How would you rate episode 15 of
The Case Study of Vanitas (TV 2) ?
Community score: 4.3

You can still visit Chloé's castle today. It's in ruins, of course, but Château D'Apcher, ancient seat of the Marquis d'Apchier, exists in northern Gévaudanl; it was abandoned over the course of the seventeenth century, which aligns with when Chloé would have been left there alone after her family died out. As far as I know there are no vampire stories associated with the castle, but when you've already got the Beast of Gévaudan, you don't really need any other horror stories. And Chloé's life is terrible enough as it is without becoming fodder for sensation novels: when the world was rewritten, she suddenly became a vampire, doomed to be hidden from the world while her father, and later her (or rather, his) descendants desperately search for a way to make her human again. After enough centuries of that, is it any wonder that she gave up and allowed Naenia to turn her into a beast?

In some ways, Chloé's story is one of her embracing what she may have always thought about herself. When your father tells you never to go outside and spreads the word that you're dead rather than trying to understand the changes you've undergone, that sends a message.
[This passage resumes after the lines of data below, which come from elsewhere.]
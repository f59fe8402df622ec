//! Error type shared by every entry point.
//!
//! Parameter and input-shape problems are reported before any pixel is
//! touched, so a returned error always means no output was produced.

pub type Result<T> = std::result::Result<T, ClaheError>;

#[derive(Debug, thiserror::Error)]
pub enum ClaheError {
    #[error("Invalid parameter: {0}")]
    InvalidParameter(String),

    #[error("Unsupported sample type: {0} (expected 8-bit intensities)")]
    UnsupportedSampleType(&'static str),

    #[error("Invalid dimensions: {width}x{height}")]
    InvalidDimensions { width: usize, height: usize },

    #[error("Buffer size mismatch: expected {expected} samples, got {actual}")]
    BufferSizeMismatch { expected: usize, actual: usize },

    #[error("Unsupported channel count: {0} (expected 1, 3 or 4)")]
    UnsupportedChannels(usize),

    #[error("Shape error: {0}")]
    Shape(#[from] ndarray::ShapeError),

    #[error("Equalization cancelled")]
    Cancelled,
}

/// Reject empty images and buffers whose length disagrees with the size.
pub fn validate_buffer(len: usize, width: usize, height: usize) -> Result<()> {
    if width == 0 || height == 0 {
        return Err(ClaheError::InvalidDimensions { width, height });
    }
    let expected = width * height;
    if len != expected {
        return Err(ClaheError::BufferSizeMismatch {
            expected,
            actual: len,
        });
    }
    Ok(())
}
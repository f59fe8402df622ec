//! Contrast limiting: clip a raw histogram and redistribute the excess.
//!
//! Every pass clamps overflowing buckets to the limit, spreads the clipped
//! total evenly over all buckets and hands the remainder out at a fixed
//! stride starting at bucket 0. Passes repeat until nothing is clipped or
//! a pass makes no progress. The total count never changes.

use log::trace;

/// Upper bound on clip passes per histogram. The clipped total never grows
/// between passes, so hitting this means the histogram is oscillating on
/// a handful of entries.
pub const MAX_CLIP_PASSES: usize = 256;

/// How a clip run ended.
#[derive(Debug, Clone, Copy, PartialEq, Eq)]
pub enum ClipOutcome {
    /// A pass clipped nothing; every bucket is within the limit.
    Converged,
    /// Passes stopped making progress and the leftover was settled into
    /// buckets with room below the limit.
    Settled,
    /// `limit * buckets < total`: the bound cannot hold, so the excess
    /// stays spread over all buckets.
    Saturated,
}

/// Clip `raw` to `limit` into `clipped` (same length), conserving the sum.
pub fn clip_histogram(raw: &[u32], limit: u32, clipped: &mut [u32]) -> ClipOutcome {
    debug_assert_eq!(raw.len(), clipped.len());
    clipped.copy_from_slice(raw);

    let mut previous = 0u64;
    for _ in 0..MAX_CLIP_PASSES {
        let excess = clip_pass(clipped, limit);
        if excess == 0 {
            return ClipOutcome::Converged;
        }
        if excess == previous {
            return settle(clipped, limit, excess);
        }
        redistribute(clipped, excess);
        previous = excess;
    }

    trace!("clip loop hit {} passes (limit {})", MAX_CLIP_PASSES, limit);
    let excess = clip_pass(clipped, limit);
    if excess == 0 {
        ClipOutcome::Converged
    } else {
        settle(clipped, limit, excess)
    }
}

/// Clamp every bucket to `limit` and return the total clipped off.
fn clip_pass(hist: &mut [u32], limit: u32) -> u64 {
    let mut excess = 0u64;
    for count in hist.iter_mut() {
        if *count > limit {
            excess += (*count - limit) as u64;
            *count = limit;
        }
    }
    excess
}

/// Spread `excess` evenly, then give one extra entry to every
/// `(bins / m)`-th bucket for the remainder `m`, `m` entries in total.
fn redistribute(hist: &mut [u32], excess: u64) {
    let buckets = hist.len() as u64;
    let bins = hist.len() - 1;

    let share = (excess / buckets) as u32;
    let remainder = (excess % buckets) as usize;

    if share > 0 {
        for count in hist.iter_mut() {
            *count += share;
        }
    }

    if remainder != 0 {
        let stride = (bins / remainder).max(1);
        for count in hist.iter_mut().step_by(stride).take(remainder) {
            *count += 1;
        }
    }
}

/// Final placement of an excess the stride passes could not absorb.
/// `hist` must already be clamped to `limit`.
fn settle(hist: &mut [u32], limit: u32, excess: u64) -> ClipOutcome {
    let room: u64 = hist.iter().map(|&c| (limit - c) as u64).sum();
    if room < excess {
        redistribute(hist, excess);
        return ClipOutcome::Saturated;
    }

    trace!("settling {} clipped entries below limit {}", excess, limit);
    let mut left = excess;
    for count in hist.iter_mut() {
        if left == 0 {
            break;
        }
        let take = ((limit - *count) as u64).min(left);
        *count += take as u32;
        left -= take;
    }
    ClipOutcome::Settled
}

#[cfg(test)]
mod tests {
    use super::*;

    fn sum(hist: &[u32]) -> u64 {
        hist.iter().map(|&c| c as u64).sum()
    }

    #[test]
    fn test_no_clipping_below_limit() {
        let raw = [1, 2, 3, 0];
        let mut out = [0u32; 4];
        assert_eq!(clip_histogram(&raw, 3, &mut out), ClipOutcome::Converged);
        assert_eq!(out, raw);
    }

    #[test]
    fn test_even_redistribution() {
        // 8 over the limit -> +2 each, then 2 more go to buckets 0 and 1
        let raw = [0, 0, 0, 12];
        let mut out = [0u32; 4];
        assert_eq!(clip_histogram(&raw, 4, &mut out), ClipOutcome::Converged);
        assert_eq!(out, [3, 3, 2, 4]);
    }

    #[test]
    fn test_stalled_remainder_is_settled() {
        // The stride keeps landing on full bucket 0
        let raw = [12, 0, 0, 0];
        let mut out = [0u32; 4];
        assert_eq!(clip_histogram(&raw, 4, &mut out), ClipOutcome::Settled);
        assert_eq!(out, [4, 4, 2, 2]);
        assert_eq!(sum(&out), 12);
    }

    #[test]
    fn test_remainder_uses_fixed_stride() {
        // limit 10: 2 clipped from bucket 1, stride = 7 / 2 = 3 -> buckets 0 and 3
        let raw = [0, 12, 0, 0, 0, 0, 0, 0];
        let mut out = [0u32; 8];
        assert_eq!(clip_histogram(&raw, 10, &mut out), ClipOutcome::Converged);
        assert_eq!(out, [1, 10, 0, 1, 0, 0, 0, 0]);
    }

    #[test]
    fn test_single_bin_neighborhood() {
        // 3x3 zeros, bins = 3, slope = 2 -> limit 5
        let raw = [9, 0, 0, 0];
        let mut out = [0u32; 4];
        let outcome = clip_histogram(&raw, 5, &mut out);
        assert_ne!(outcome, ClipOutcome::Saturated);
        assert_eq!(sum(&out), 9);
        assert!(out.iter().all(|&c| c <= 5));
    }

    #[test]
    fn test_unsatisfiable_limit_terminates() {
        // 4 buckets can hold at most 4 entries at limit 1
        let raw = [10, 0, 0, 0];
        let mut out = [0u32; 4];
        assert_eq!(clip_histogram(&raw, 1, &mut out), ClipOutcome::Saturated);
        assert_eq!(sum(&out), 10);
    }

    #[test]
    fn test_zero_limit_terminates() {
        let raw = [0, 1, 0, 0, 0, 0];
        let mut out = [0u32; 6];
        assert_eq!(clip_histogram(&raw, 0, &mut out), ClipOutcome::Saturated);
        assert_eq!(sum(&out), 1);
    }

    #[test]
    fn test_large_limit_is_identity() {
        let raw = [5, 9, 0, 7, 1];
        let mut out = [0u32; 5];
        assert_eq!(clip_histogram(&raw, 22, &mut out), ClipOutcome::Converged);
        assert_eq!(out, raw);
    }

    #[test]
    fn test_one_bin_histogram() {
        // bins = 1 -> two buckets, stride falls back to 1
        let raw = [7, 0];
        let mut out = [0u32; 2];
        let outcome = clip_histogram(&raw, 4, &mut out);
        assert_ne!(outcome, ClipOutcome::Saturated);
        assert_eq!(sum(&out), 7);
        assert!(out.iter().all(|&c| c <= 4));
    }
}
In Chloé's case, that message was that as a vampire she is somehow “wrong;” she's the shameful family secret, and the only way she can live in the light again is if she reverts to being human. That's drastically different from how Noé lives, and even though Vanitas is opposed to curse-bearing vampires, that's only because he wants to cure them so that they can live freely again. (Or that's what he says, at any rate.) Had someone besides Ruthven contacted Chloé, or had he come back sooner, this could have been a very different story. But by the time he did return, it was to scare the already fragile woman, and that's something Naenia took gleeful advantage of, using her powers to give Chloé visions of Jeanne dead at her hands, which only confirmed what Chloé had secretly thought of herself for some time.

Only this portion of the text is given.